For now I think it's safe to assume that if there is no reference transcript on that line and the code is '-' or '.', the actual class code is in fact 'u' there, for all intents and purposes. But if there is a reference and the code is '.' it means that the transcripts on that line have different relationships to the reference transcript (and one can check the .tmap output file to find how exactly each of the transcripts on that tracking line relates to the reference)
gpertea is offline   Reply With Quote
Old 01-07-2010, 09:00 AM   #3
jebe
Junior Member
 
Location: New Mexico

Join Date: Nov 2009
Posts: 9
Default cuffcompare class codes

What does the class code p stand for?
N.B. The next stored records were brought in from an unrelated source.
impl TelegramChannel {
    /// Parse conversation_id into (chat_id, thread_id)
    /// Format: "chat_id" or "chat_id:thread_id"
    fn parse_conversation_id(conversation_id: &str) -> (String, Option<i64>) {
        match conversation_id.split_once(':') {
            Some((chat_id, thread_part)) => (chat_id.to_string(), thread_part.parse::<i64>().ok()),
            None => (conversation_id.to_string(), None),
        }
    }

    fn build_conversation_id(chat_id: i64, message_thread_id: Option<i64>) -> String {
        match message_thread_id {
            Some(thread_id) => format!("{}:{}", chat_id, thread_id),
            None => chat_id.to_string(),
        }
    }

    /// Create a new Telegram channel
    pub fn new(config: TelegramConfig) -> Self {
        Self {
            config,
            client: Client::new(),
            poll_interval: Duration::from_secs(1),
            polling_active: Arc::new(AtomicBool::new(false)),
            last_update_id: Arc::new(AtomicI64::new(0)),
            handle: Arc::new(OnceCell::new()),
        }
    }

    /// Create with just bot token
    pub fn with_token(bot_token: impl Into<String>) -> Self {
        Self::new(TelegramConfig::new(bot_token))
    }

    /// Set the pause between polls
    pub fn with_poll_interval(mut self, interval: Duration) -> Self {
        self.poll_interval = interval;
        self
    }

    /// Ask the polling task to stop after its current poll
    pub fn stop_polling(&self) {
        self.polling_active.store(false, Ordering::SeqCst);
    }

    /// Get the API URL for a method
    fn api_url(&self, method: &str) -> String {
        format!(
            "{}/bot{}/{}",
            self.config.api_base, self.config.bot_token, method
        )
    }

    fn file_url(&self, file_path: &str) -> String {
        format!(
            "{}/file/bot{}/{}",
            self.config.api_base, self.config.bot_token, file_path
        )
    }

    /// Call a Bot API method and unwrap the `{ok, result}` envelope
    async fn call<T: for<'de> Deserialize<'de>>(
        &self,
        method: &str,
        params: &serde_json::Value,
        timeout: Duration,
    ) -> Result<T> {
        let response = self
            .client
            .post(self.api_url(method))
            .json(params)
            .timeout(timeout)
            .send()
            .await
            .with_context(|| format!("Telegram {} request failed", method))?;

        let status = response.status();
        let body: TelegramResponse<T> = response
            .json()
            .await
            .with_context(|| format!("Telegram {} returned an unreadable body ({})", method, status))?;

        if !body.ok {
            return Err(anyhow!(
                "Telegram API error in {}: {}",
                method,
                body.description.unwrap_or_default()
            ));
        }
        body.result
            .ok_or_else(|| anyhow!("Telegram returned ok but no result for {}", method))
    }

    /// Send message via Telegram API
    async fn send_message(
        &self,
        chat_id: &str,
        text: &str,
        reply_to_message_id: Option<&str>,
        message_thread_id: Option<i64>,
    ) -> Result<TelegramMessageResponse> {
        let mut params = serde_json::json!({
            "chat_id": chat_id,
            "text": text,
        });

        // Extract numeric ID from our format (e.g., "tg_12345" -> 12345)
        if let Some(reply_id) = reply_to_message_id
            && let Some(numeric_id) = reply_id.strip_prefix("tg_")
            && let Ok(id) = numeric_id.parse::<i64>()
        {
            params["reply_to_message_id"] = serde_json::Value::Number(id.into());
        }

        if let Some(thread_id) = message_thread_id {
            params["message_thread_id"] = serde_json::Value::Number(thread_id.into());
        }

        self.call(
            "sendMessage",
            &params,
            Duration::from_secs(API_TIMEOUT_SECS),
        )
        .await
    }

    /// Poll for updates using long-polling
    async fn poll_updates(&self) -> Result<Vec<TelegramUpdate>> {
        let offset = self.last_update_id.load(Ordering::SeqCst);
        let params = serde_json::json!({
            "offset": if offset > 0 { offset + 1 } else { 0 },
            "timeout": self.config.polling_timeout,
            "allowed_updates": ["message"],
        });

        let updates: Vec<TelegramUpdate> = self
            .call(
                "getUpdates",
                &params,
                Duration::from_secs(self.config.polling_timeout as u64 + 10),
            )
            .await?;

        if let Some(last) = updates.last() {
            self.last_update_id.store(last.update_id, Ordering::SeqCst);
        }

        Ok(updates)
    }

    /// Convert Telegram update to InboundMessage
    fn convert_update(update: TelegramUpdate) -> Option<InboundMessage> {
        let message = update.message?;
        let from = message.from?;
        let conversation_id =
            Self::build_conversation_id(message.chat.id, message.message_thread_id);

        let has_media = message.photo.is_some()
            || message.voice.is_some()
            || message.audio.is_some()
            || message.video.is_some()
            || message.video_note.is_some()
            || message.animation.is_some()
            || message.sticker.is_some();

        // A caption plays the role of text on media and document messages.
        let (text, entities) = match (message.text, message.caption) {
            (Some(text), _) => (Some(text), message.entities),
            (None, Some(caption)) => (Some(caption), message.caption_entities),
            (None, None) => (None, None),
        };

        if text.is_none() && message.document.is_none() && !has_media {
            return None;
        }

        let mut inbound = InboundMessage::new(
            format!("tg_{}", message.message_id),
            from.id.to_string(),
            conversation_id,
        )
        .with_mentions(mention_spans(entities.as_deref().unwrap_or_default()));

        if let Some(name) = from.display_name() {
            inbound = inbound.with_sender_name(name);
        }
        if let Some(text) = text {
            inbound = inbound.with_text(text);
        }
        if let Some(document) = message.document {
            let mut attachment = DocumentAttachment::new(document.file_id);
            if let Some(file_name) = document.file_name {
                attachment = attachment.with_file_name(file_name);
            }
            if let Some(file_size) = document.file_size {
                attachment = attachment.with_file_size(file_size);
            }
            inbound = inbound.with_document(attachment);
        }
        if has_media {
            inbound = inbound.with_media();
        }

        Some(inbound)
    }

    /// Test the connection by calling getMe
    pub async fn test_connection(&self) -> Result<TelegramUser> {
        self.call(
            "getMe",
            &serde_json::json!({}),
            Duration::from_secs(API_TIMEOUT_SECS),
        )
        .await
    }

    async fn polling_loop(self, tx: mpsc::UnboundedSender<InboundMessage>) {
        self.polling_active.store(true, Ordering::SeqCst);
        info!(poll_interval_ms = self.poll_interval.as_millis() as u64, "Starting Telegram polling");

        while self.polling_active.load(Ordering::SeqCst) && !tx.is_closed() {
            match self.poll_updates().await {
                Ok(updates) => {
                    for update in updates {
                        let update_id = update.update_id;
                        let Some(message) = Self::convert_update(update) else {
                            debug!(update_id, "Skipping unsupported Telegram update");
                            continue;
                        };
                        debug!(
                            message_id = %message.id,
                            sender_id = %message.sender_id,
                            "Received Telegram message"
                        );
                        if tx.send(message).is_err() {
                            warn!("Message receiver dropped, stopping polling");
                            self.polling_active.store(false, Ordering::SeqCst);
                            break;
                        }
                    }
                    tokio::time::sleep(self.poll_interval).await;
                }
                Err(e) => {
                    error!(error = %e, "Telegram polling error");
                    tokio::time::sleep(ERROR_BACKOFF).await;
                }
            }
        }

        self.polling_active.store(false, Ordering::SeqCst);
        info!("Telegram polling stopped");
    }
}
A reference to it is also not in the manual.
jebe is offline   Reply With Quote
Old 01-08-2010, 09:04 AM   #4
gpertea
Member
 
Location: Maryland, US

Join Date: Jan 2010
Posts: 21
Default

That is the code for "polymerase run" - it's supposed to signal that the relative positioning of the transcripts to the reference transcript suggests a potential polymerase read-through downstream of the 3' UTRs of the reference. Currently this is crudely implemented to have the 'p' code assigned whenever the cufflinks transcripts start in the range of 2Kb downstream of a reference.
gpertea is offline   Reply With Quote
Old 01-22-2010, 07:05 AM   #5
aherbert@bu.edu
Junior Member
 
Location: Boston

Join Date: Jan 2010
Posts: 2
Default

and what does 'o' stand for ? Thanks
aherbert@bu.edu is offline   Reply With Quote
Old 01-22-2010, 10:45 AM   #6
gpertea
Member
 
Location: Maryland, US

Join Date: Jan 2010
Posts: 21
Default

The 'o' code stands for "other overlap" - that is an exonic overlap with the reference transcript that doesn't fall in any other, "more interesting" overlap categories - e.g. no splice sites match ('j' class), no containment ('c' code) etc. These 'o' codes could be assigned, for example, to assembled single-exon fragments that happen to overlap one of the terminal exons of a reference transcript (but not enough to make it "contained").
gpertea is offline   Reply With Quote
Old 03-09-2010, 07:22 PM   #7
Haneko
Member
 
Location: Singapore

Join Date: Jan 2010
Posts: 36
Default

May I know where you got this information? I can't seem to find it.

Thanks!
Haneko is offline   Reply With Quote
Old 03-09-2010, 08:13 PM   #8
Cole Trapnell
Senior Member
 
Location: Boston, MA

Join Date: Nov 2008
Posts: 212
Default

Quote:
Originally Posted by Haneko View Post
May I know where you got this information? I can't seem to find it.

Thanks!
gpertea is Geo Pertea. He wrote cuffcompare, and he and I came up with these classification codes and the rules by which they are assigned to fragments while we were designing the program together.
Cole Trapnell is offline   Reply With Quote
Old 03-09-2010, 09:38 PM   #9
Haneko
Member
 
Location: Singapore

Join Date: Jan 2010
Posts: 36
Default

Oh ok. Thanks!
Haneko is offline   Reply With Quote
Old 03-10-2010, 05:42 AM   #10
gpertea
Member
 
Location: Maryland, US

Join Date: Jan 2010
Posts: 21
Default

Since this thread was started the Cufflinks manual has been updated so all the codes should be listed there now, and the Cuffcompare code was also updated to fix the little inconsistencies discussed above.
gpertea is offline   Reply With Quote
Old 05-26-2010, 08:16 AM   #11
fennan
Member
 
Location: Germany

Join Date: Apr 2010
Posts: 19
Default

I found the following issue when deailing with cufflinks/cuffcompare:

I have an experiment with 7 lanes. I am studying the effect of combining or not these lanes in the analyisis. I am getting some strange results in the class codes provided by cuffcompare:

1)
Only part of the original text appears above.